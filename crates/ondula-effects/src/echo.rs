//! Feedback and feed-forward echoes.
//!
//! Both are one-input, one-output composites built from a single
//! Addition/Delay/Gain triple; they differ only in where the delay taps the
//! signal.

use ondula_core::{Addition, CompositeFilter, Delay, Gain, GraphError};

/// Recirculating echo: `y[n] = x[n] + gain · y[n - delay]`.
///
/// The sum is fed back through the delay, so each repeat is `gain` times
/// the previous one. Keep `|gain| < 1` for a decaying tail.
///
/// # Panics
///
/// Panics if `delay` is zero.
///
/// # Example
///
/// ```rust
/// use ondula_core::Filter;
/// use ondula_effects::echo;
///
/// let mut filter = echo(0.5, 2)?;
/// let out: Vec<f32> = [1.0, 0.0, 0.0, 0.0, 0.0]
///     .iter()
///     .map(|&x| filter.compute_one_step(&[x]).unwrap()[0])
///     .collect();
/// assert_eq!(out, vec![1.0, 0.0, 0.5, 0.0, 0.25]);
/// # Ok::<(), ondula_core::GraphError>(())
/// ```
pub fn echo(gain: f32, delay: usize) -> Result<CompositeFilter, GraphError> {
    let mut filter = CompositeFilter::new(1, 1);
    let feedback = filter.add_block(Gain::new(gain));
    let line = filter.add_block(Delay::new(delay));
    let sum = filter.add_block(Addition::new());

    filter.connect_input_to_block(0, sum, 0)?;
    filter.connect_block_to_block(sum, 0, line, 0)?;
    filter.connect_block_to_block(line, 0, feedback, 0)?;
    filter.connect_block_to_block(feedback, 0, sum, 1)?;
    filter.connect_block_to_output(sum, 0, 0)?;
    Ok(filter)
}

/// Single-repeat echo: `y[n] = x[n] + gain · x[n - delay]`.
///
/// The delay taps the input rather than the output, so there is no loop and
/// exactly one repeat.
///
/// # Panics
///
/// Panics if `delay` is zero.
pub fn alt_echo(gain: f32, delay: usize) -> Result<CompositeFilter, GraphError> {
    let mut filter = CompositeFilter::new(1, 1);
    let level = filter.add_block(Gain::new(gain));
    let line = filter.add_block(Delay::new(delay));
    let sum = filter.add_block(Addition::new());

    filter.connect_input_to_block(0, sum, 0)?;
    filter.connect_input_to_block(0, line, 0)?;
    filter.connect_block_to_block(line, 0, level, 0)?;
    filter.connect_block_to_block(level, 0, sum, 1)?;
    filter.connect_block_to_output(sum, 0, 0)?;
    Ok(filter)
}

━━━━

TASK DETAILS => Looking at the entries above, say how many lines contain the word "usize". Only the number is wanted.

RESPONSE BELOW => 2